Jean-Claude Ellena
Hermès In-house Perfumeur Creations: Un Jardin Après La Mousson, Terre d’Hermès, Kelly Calèche, Hermèssence Collection, First by Van Cleef & Arpels, Eau de Campagne by Sisely (more...)
Marian: If it was possible to travel back in time to any particular century and decade of your choice to meet your number one inspirational Perfumer:
When would that be? Please state century and decade.
Jean-Claude Ellena: XXth century, in 1911.
M: Who would that be?
Paul Poiret, the first couture house which created its own perfumery under the name ‘Les Parfums de Rosine’.
M: What specific questions would you want to learn from them?
I wouldn’t have any questions, but the wish to live a week with him, in his fantasy, share his carefree life, his parties. Well finally I would ask him one question: How did you collaborate with the perfumer who created for you, Henri Alméras?
M: If you could team up together in that time period, who would you like to co-create a fragrance for?
As fantasy is important for Paul Poiret, we could create together the first masculine perfume of a man who will change the vision of the world: Pablo Picasso who was 30 years old at that time.
M: If you could bring anything back with you, what would that be?
Humour and joy of living.
Andy Tauer
Perfumer and Founder, Tauer Perfumes Creations: Incense extrême, Rêverie au jardin, L'air du désert marocain, Le Maroc pour elle, Lonestar memories (more...)
I am not a fan of the early fifties and based on what I have learned about this time period I would rather like to leave this rubber plant and huge cocktail dress time to get my whiff of patchouli or other weeds later in the sixties. But I would be delighted to travel to 1950.
There is one reason to travel back then: It is Edmond Roudnitska, working on a fragrance that would see the light of this world as Diorissimo in 1956. I would travel back in time, end of April, early May, when the lily of the valley in his garden were blooming and where I imagine meeting this genius. Maybe I would have refreshed my French a little bit in light of this occasion. Bonjour Monsieur, I would say, and blush and would fall on my knees to sniff with him the lily of the valley, growing in his garden.
And then, I would ask him whether he put cumin aldehyde in the Diorissimo, hoping that I am right (I belong to an almost extinct class of perfumers working without GC). I love Diorissimo; and I admire Roudnitska and I have his “qualités fondamentales du grand parfum” always in front of my nose: “caractère, vigueur, pouvoir diffusant, délicatesse, clarté, volume, persistance”. Thus, after the second glass of Champagne, I would be brave enough; begging him to let me know more about the base that he used to fix the lily of the valley.

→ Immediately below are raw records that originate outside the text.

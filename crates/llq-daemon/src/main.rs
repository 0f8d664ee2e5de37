// crates/llq-daemon/src/main.rs
//
// Binary entrypoint for the LLQ PoSe daemon.
//
// Initializes tracing, parses CLI arguments, loads configuration, and runs
// either a production monitoring loop over configured member endpoints or a
// self-contained devnet cluster of simulated members.

mod config;
mod rounds;

use std::sync::Arc;
use std::time::Duration;

use clap::Parser;
use tokio::sync::RwLock;

use config::{parse_hex_key, DaemonConfig};
use rounds::RoundRunner;

use llq_core::{Clock, Member, SystemClock};
use llq_gates::{GateId, GateRegistry, VALUE_ALWAYS};
use llq_pose::PoseScorer;
use llq_probe::{ComplianceChecker, Prober, ProbeTransport, TcpProbeTransport};
use llq_sim::TestContext;

/// LLQ PoSe daemon — probes quorum members, scores service failures, and
/// runs quorum sessions.
#[derive(Parser, Debug)]
#[command(name = "llq-daemon", version = "0.1.0", about = "Long-lived quorum PoSe daemon")]
struct Args {
    /// Path to the TOML configuration file.
    #[arg(long, default_value = "llq.toml")]
    config: String,

    /// Run a self-contained devnet of N simulated members (overrides the
    /// config file's devnet_members).
    #[arg(long)]
    devnet: Option<usize>,
}

#[tokio::main]
async fn main() -> Result<(), Box<dyn std::error::Error>> {
    let args = Args::parse();

    // Load configuration from TOML file, falling back to defaults if the file
    // is not found.
    let mut daemon_config = match DaemonConfig::load(&args.config) {
        Ok(cfg) => cfg,
        Err(e) => {
            eprintln!(
                "Could not load config from {}: {}. Using defaults.",
                args.config, e
            );
            DaemonConfig::default()
        }
    };
    if let Some(n) = args.devnet {
        daemon_config.devnet_members = n;
    }

    // Initialize tracing subscriber for structured logging.
    tracing_subscriber::fmt()
        .with_env_filter(
            tracing_subscriber::EnvFilter::try_from_default_env().unwrap_or_else(|_| {
                tracing_subscriber::EnvFilter::new(daemon_config.log_level.clone())
            }),
        )
        .init();

    tracing::info!("LLQ PoSe daemon v0.1.0");
    tracing::info!("Round interval: {}s", daemon_config.round_interval_secs);
    tracing::info!(
        "Minimum protocol version: {}",
        daemon_config.min_protocol_version
    );

    if daemon_config.devnet_members > 0 {
        run_devnet(&daemon_config).await
    } else {
        run_monitor(&daemon_config).await
    }
}

/// Production mode: monitor configured member endpoints over TCP.
///
/// Sessions need a wired member-to-member transport, so a standalone monitor
/// runs probe and compliance scoring only.
async fn run_monitor(config: &DaemonConfig) -> Result<(), Box<dyn std::error::Error>> {
    if config.members.is_empty() {
        return Err("no members configured; add [[members]] entries or use --devnet".into());
    }

    let mut authority_keys = Vec::new();
    for hex in &config.gate_authority_keys {
        authority_keys.push(parse_hex_key(hex)?);
    }
    if authority_keys.is_empty() {
        tracing::warn!("No gate authority keys configured; all gates stay off");
    }
    let gates = Arc::new(RwLock::new(GateRegistry::new(
        authority_keys,
        config.min_gate_signers,
    )));

    let scorer = Arc::new(PoseScorer::new(config.pose_params()));
    for member_config in &config.members {
        let operator_key = parse_hex_key(&member_config.operator_key)?;
        let member = Member::new(
            member_config.endpoint.clone(),
            operator_key,
            member_config.protocol_version,
            0,
        );
        tracing::info!("Monitoring member {} at {}", member.id, member.endpoint);
        scorer.register(member, 0).await;
    }

    let prober = Arc::new(Prober::new(
        Arc::new(TcpProbeTransport) as Arc<dyn ProbeTransport>,
        Arc::new(SystemClock) as Arc<dyn Clock>,
    ));
    let runner = RoundRunner::new(
        scorer,
        prober,
        ComplianceChecker::new(config.min_protocol_version),
        gates,
        Duration::from_millis(config.probe_timeout_ms),
    );

    tracing::info!("Monitoring {} members", config.members.len());
    let mut ticker = tokio::time::interval(Duration::from_secs(config.round_interval_secs));
    loop {
        tokio::select! {
            _ = tokio::signal::ctrl_c() => {
                tracing::info!("Shutdown signal received");
                break;
            }
            _ = ticker.tick() => {
                match runner.run_round().await {
                    Ok(summary) => tracing::info!(
                        "Round {} at height {}: {} probed, {} unreachable, {} outdated",
                        summary.round,
                        summary.height,
                        summary.probed,
                        summary.unreachable,
                        summary.outdated
                    ),
                    Err(e) => tracing::error!("Round failed: {}", e),
                }
            }
        }
    }

    tracing::info!("LLQ daemon shut down gracefully");
    Ok(())
}

/// Devnet mode: a fully simulated cluster with all gates active, running
/// complete rounds including quorum sessions.
async fn run_devnet(config: &DaemonConfig) -> Result<(), Box<dyn std::error::Error>> {
    let n = config.devnet_members;
    tracing::info!("Starting devnet cluster with {} simulated members", n);

    let ctx = TestContext::with_params(n, config.pose_params()).await;
    for gate in GateId::all() {
        ctx.set_gate(gate, VALUE_ALWAYS).await;
    }

    let mut ticker = tokio::time::interval(Duration::from_secs(config.round_interval_secs));
    loop {
        tokio::select! {
            _ = tokio::signal::ctrl_c() => {
                tracing::info!("Shutdown signal received");
                break;
            }
            _ = ticker.tick() => {
                match ctx.run_round().await {
                    Ok(report) => tracing::info!(
                        "Devnet round {} at height {}: session {} with {}/{} contributions",
                        report.round,
                        report.height,
                        report.stats.final_phase,
                        report.stats.contributions,
                        report.stats.members
                    ),
                    Err(e) => tracing::error!("Devnet round failed: {}", e),
                }
            }
        }
    }

    tracing::info!("LLQ daemon shut down gracefully");
    Ok(())
}
// crates/llq-sim/src/network.rs
//
// SimNetwork: in-memory stand-in for the real network.
//
// Implements both transport seams: the prober's endpoint connect and the
// coordinator's session requests. Each member has three independent
// switches, which is exactly the degree of freedom the failure-injection
// variants need:
//   - inbound: whether a probe to the member's endpoint succeeds
//   - outbound: whether the member initiates authenticated traffic to us
//   - participating: whether the member answers session requests

use std::collections::HashMap;

use async_trait::async_trait;
use tokio::sync::RwLock;

use llq_core::{Member, MemberId, QuorumError};
use llq_probe::ProbeTransport;
use llq_session::SessionTransport;

#[derive(Debug, Clone)]
struct NodeSim {
    inbound: bool,
    outbound: bool,
    participating: bool,
}

impl NodeSim {
    fn healthy() -> Self {
        NodeSim {
            inbound: true,
            outbound: true,
            participating: true,
        }
    }
}

/// In-memory cluster network state.
pub struct SimNetwork {
    nodes: RwLock<HashMap<MemberId, NodeSim>>,
    endpoints: RwLock<HashMap<String, MemberId>>,
}

impl SimNetwork {
    pub fn new() -> Self {
        SimNetwork {
            nodes: RwLock::new(HashMap::new()),
            endpoints: RwLock::new(HashMap::new()),
        }
    }

    /// Add a member in a fully healthy state.
    pub async fn register(&self, member: &Member) {
        self.nodes
            .write()
            .await
            .insert(member.id, NodeSim::healthy());
        self.endpoints
            .write()
            .await
            .insert(member.endpoint.clone(), member.id);
    }

    /// Point a member at a new endpoint (rehabilitation path).
    pub async fn move_endpoint(&self, member_id: MemberId, old: &str, new: &str) {
        let mut endpoints = self.endpoints.write().await;
        endpoints.remove(old);
        endpoints.insert(new.to_string(), member_id);
    }

    pub async fn set_inbound(&self, member_id: &MemberId, up: bool) {
        if let Some(node) = self.nodes.write().await.get_mut(member_id) {
            node.inbound = up;
        }
    }

    pub async fn set_outbound(&self, member_id: &MemberId, up: bool) {
        if let Some(node) = self.nodes.write().await.get_mut(member_id) {
            node.outbound = up;
        }
    }

    pub async fn set_participating(&self, member_id: &MemberId, up: bool) {
        if let Some(node) = self.nodes.write().await.get_mut(member_id) {
            node.participating = up;
        }
    }

    /// Restore all switches to healthy.
    pub async fn restore(&self, member_id: &MemberId) {
        if let Some(node) = self.nodes.write().await.get_mut(member_id) {
            *node = NodeSim::healthy();
        }
    }

    pub async fn has_outbound(&self, member_id: &MemberId) -> bool {
        self.nodes
            .read()
            .await
            .get(member_id)
            .map(|n| n.outbound)
            .unwrap_or(false)
    }

    pub async fn is_participating(&self, member_id: &MemberId) -> bool {
        self.nodes
            .read()
            .await
            .get(member_id)
            .map(|n| n.participating)
            .unwrap_or(false)
    }

    async fn answers(&self, member_id: &MemberId) -> Result<(), QuorumError> {
        if self.is_participating(member_id).await {
            Ok(())
        } else {
            Err(QuorumError::Network(format!(
                "member {} not participating",
                member_id
            )))
        }
    }
}

impl Default for SimNetwork {
    fn default() -> Self {
        Self::new()
    }
}

#[async_trait]
impl ProbeTransport for SimNetwork {
    async fn connect(&self, endpoint: &str) -> Result<(), QuorumError> {
        let member_id = {
            let endpoints = self.endpoints.read().await;
            endpoints.get(endpoint).copied()
        };
        let Some(member_id) = member_id else {
            return Err(QuorumError::Network(format!(
                "no listener at {}",
                endpoint
            )));
        };

        let nodes = self.nodes.read().await;
        match nodes.get(&member_id) {
            Some(node) if node.inbound => Ok(()),
            _ => Err(QuorumError::Network(format!(
                "connection to {} refused",
                endpoint
            ))),
        }
    }
}

#[async_trait]
impl SessionTransport for SimNetwork {
    async fn request_contribution(&self, member: &MemberId) -> Result<(), QuorumError> {
        self.answers(member).await
    }

    async fn request_complaints(
        &self,
        member: &MemberId,
        candidates: &[MemberId],
    ) -> Result<Vec<MemberId>, QuorumError> {
        self.answers(member).await?;
        // A participating member observed every faulty candidate itself.
        Ok(candidates.to_vec())
    }

    async fn request_commitment(&self, member: &MemberId) -> Result<(), QuorumError> {
        self.answers(member).await
    }
}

Marian: If you could team up together in that time period, who would you like to co-create a fragrance for?
Not having mastered a really good orange flower fragrance myself, I would like Roudnitska to help me out there, joining me for a few years, waiting for the sixties, and then we would do the ultimate patchouli-sandalwood-orange flower scent together. For Jim Morrison, of course, who would be delighted to pose for our marketing campaign.
M:If you could bring anything back with you, what would that be?
On my way home to 2008 I would buy Sandalwood from Mysore, as much as I could possibly get, in a quality that I cannot get anymore today, and I would then finally make the scent that I have always been dreaming of.